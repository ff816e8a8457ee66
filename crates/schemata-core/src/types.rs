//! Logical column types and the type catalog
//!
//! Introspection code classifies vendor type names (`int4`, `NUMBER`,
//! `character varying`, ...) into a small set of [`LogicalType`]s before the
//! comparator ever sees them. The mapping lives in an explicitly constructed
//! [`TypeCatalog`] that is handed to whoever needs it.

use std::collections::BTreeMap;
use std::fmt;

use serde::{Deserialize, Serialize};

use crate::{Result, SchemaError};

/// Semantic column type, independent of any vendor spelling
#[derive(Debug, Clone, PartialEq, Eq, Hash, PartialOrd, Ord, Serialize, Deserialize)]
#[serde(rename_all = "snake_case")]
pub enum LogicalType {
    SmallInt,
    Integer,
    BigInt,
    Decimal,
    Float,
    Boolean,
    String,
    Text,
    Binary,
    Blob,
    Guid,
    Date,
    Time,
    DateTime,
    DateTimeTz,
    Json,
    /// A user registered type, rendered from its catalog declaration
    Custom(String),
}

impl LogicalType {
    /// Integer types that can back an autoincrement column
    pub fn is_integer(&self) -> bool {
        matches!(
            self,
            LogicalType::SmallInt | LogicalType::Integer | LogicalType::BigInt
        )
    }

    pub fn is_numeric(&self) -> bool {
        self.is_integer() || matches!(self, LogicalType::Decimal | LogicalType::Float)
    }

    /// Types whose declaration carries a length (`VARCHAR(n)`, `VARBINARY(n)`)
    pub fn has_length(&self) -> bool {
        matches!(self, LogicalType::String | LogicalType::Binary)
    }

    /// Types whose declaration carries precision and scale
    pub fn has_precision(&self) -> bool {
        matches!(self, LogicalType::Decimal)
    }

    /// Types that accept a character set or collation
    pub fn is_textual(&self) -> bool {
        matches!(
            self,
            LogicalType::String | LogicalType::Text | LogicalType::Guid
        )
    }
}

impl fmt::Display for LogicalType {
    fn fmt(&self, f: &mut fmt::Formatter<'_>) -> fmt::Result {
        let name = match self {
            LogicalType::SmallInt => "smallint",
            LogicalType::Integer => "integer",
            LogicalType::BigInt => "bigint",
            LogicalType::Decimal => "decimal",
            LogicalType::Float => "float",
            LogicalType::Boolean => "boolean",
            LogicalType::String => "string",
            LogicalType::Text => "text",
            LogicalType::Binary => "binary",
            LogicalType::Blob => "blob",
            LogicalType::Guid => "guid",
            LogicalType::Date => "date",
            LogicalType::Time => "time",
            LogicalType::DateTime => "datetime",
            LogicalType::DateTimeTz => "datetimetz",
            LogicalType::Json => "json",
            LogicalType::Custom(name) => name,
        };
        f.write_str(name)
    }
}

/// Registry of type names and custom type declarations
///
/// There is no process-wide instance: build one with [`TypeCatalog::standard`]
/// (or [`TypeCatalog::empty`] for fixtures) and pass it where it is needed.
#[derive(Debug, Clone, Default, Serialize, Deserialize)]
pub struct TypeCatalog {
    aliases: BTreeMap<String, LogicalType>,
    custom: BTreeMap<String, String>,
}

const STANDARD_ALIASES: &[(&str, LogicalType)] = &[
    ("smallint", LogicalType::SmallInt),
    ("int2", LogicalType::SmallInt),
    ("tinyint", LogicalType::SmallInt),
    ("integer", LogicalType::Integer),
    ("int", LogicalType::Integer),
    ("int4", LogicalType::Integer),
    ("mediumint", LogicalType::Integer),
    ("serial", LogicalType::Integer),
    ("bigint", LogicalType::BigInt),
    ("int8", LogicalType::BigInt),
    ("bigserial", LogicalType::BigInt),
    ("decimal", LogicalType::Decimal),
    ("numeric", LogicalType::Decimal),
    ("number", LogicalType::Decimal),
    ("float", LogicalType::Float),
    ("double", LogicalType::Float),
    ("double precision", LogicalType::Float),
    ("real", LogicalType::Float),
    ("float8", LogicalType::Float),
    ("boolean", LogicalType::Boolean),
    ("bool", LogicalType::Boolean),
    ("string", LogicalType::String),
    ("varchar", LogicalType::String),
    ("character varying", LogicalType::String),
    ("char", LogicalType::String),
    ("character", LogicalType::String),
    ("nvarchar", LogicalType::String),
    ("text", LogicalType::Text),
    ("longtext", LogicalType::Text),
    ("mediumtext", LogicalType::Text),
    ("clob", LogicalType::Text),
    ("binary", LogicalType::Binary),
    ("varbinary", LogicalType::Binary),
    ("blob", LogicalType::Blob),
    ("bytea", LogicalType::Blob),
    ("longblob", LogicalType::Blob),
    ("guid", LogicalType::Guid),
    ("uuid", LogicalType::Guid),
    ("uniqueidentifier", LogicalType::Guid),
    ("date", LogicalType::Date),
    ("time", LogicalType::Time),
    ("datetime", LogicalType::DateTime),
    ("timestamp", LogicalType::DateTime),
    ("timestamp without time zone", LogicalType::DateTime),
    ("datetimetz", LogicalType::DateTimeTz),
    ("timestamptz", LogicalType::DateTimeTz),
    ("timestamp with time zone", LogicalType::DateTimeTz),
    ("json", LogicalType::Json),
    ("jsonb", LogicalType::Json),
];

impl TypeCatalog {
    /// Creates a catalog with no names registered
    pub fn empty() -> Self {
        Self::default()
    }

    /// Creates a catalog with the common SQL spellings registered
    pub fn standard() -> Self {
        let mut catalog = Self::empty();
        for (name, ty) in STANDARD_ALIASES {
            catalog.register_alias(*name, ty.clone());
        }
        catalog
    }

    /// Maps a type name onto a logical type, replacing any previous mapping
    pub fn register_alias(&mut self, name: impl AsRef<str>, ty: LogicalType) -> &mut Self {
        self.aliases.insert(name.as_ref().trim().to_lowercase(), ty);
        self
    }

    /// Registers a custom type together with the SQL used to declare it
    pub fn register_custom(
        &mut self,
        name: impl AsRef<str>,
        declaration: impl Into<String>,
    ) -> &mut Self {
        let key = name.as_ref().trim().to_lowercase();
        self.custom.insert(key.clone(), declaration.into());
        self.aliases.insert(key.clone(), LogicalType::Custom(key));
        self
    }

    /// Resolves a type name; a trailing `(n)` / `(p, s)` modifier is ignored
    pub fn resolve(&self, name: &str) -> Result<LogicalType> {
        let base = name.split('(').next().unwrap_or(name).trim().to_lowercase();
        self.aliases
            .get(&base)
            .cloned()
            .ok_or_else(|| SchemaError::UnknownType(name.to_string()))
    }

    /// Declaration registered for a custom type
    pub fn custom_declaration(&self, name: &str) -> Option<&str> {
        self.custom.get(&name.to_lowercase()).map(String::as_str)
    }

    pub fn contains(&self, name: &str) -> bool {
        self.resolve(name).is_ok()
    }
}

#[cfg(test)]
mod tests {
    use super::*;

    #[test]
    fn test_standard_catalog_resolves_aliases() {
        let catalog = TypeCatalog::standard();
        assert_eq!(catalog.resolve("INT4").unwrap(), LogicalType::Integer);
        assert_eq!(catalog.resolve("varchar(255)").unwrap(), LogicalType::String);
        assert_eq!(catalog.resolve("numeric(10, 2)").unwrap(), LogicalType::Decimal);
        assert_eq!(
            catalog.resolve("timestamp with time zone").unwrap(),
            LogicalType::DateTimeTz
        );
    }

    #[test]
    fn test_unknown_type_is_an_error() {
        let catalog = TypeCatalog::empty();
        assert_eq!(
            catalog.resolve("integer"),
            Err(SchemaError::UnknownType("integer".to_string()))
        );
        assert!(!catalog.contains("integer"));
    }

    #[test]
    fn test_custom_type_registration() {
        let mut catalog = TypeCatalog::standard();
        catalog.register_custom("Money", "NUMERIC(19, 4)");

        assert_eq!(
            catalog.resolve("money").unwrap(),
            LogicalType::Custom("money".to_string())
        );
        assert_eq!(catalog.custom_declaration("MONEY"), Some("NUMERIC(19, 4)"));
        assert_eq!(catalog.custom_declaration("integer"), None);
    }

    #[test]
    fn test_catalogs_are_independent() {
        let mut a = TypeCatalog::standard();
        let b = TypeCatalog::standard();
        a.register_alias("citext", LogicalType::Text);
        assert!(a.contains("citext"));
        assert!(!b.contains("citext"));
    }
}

# Requirement:
Only the lines holding the word "trim" belong in the answer; copy them from the listing above.

# Output for this exercise:
        self.aliases.insert(name.as_ref().trim().to_lowercase(), ty);
        let key = name.as_ref().trim().to_lowercase();
        let base = name.split('(').next().unwrap_or(name).trim().to_lowercase();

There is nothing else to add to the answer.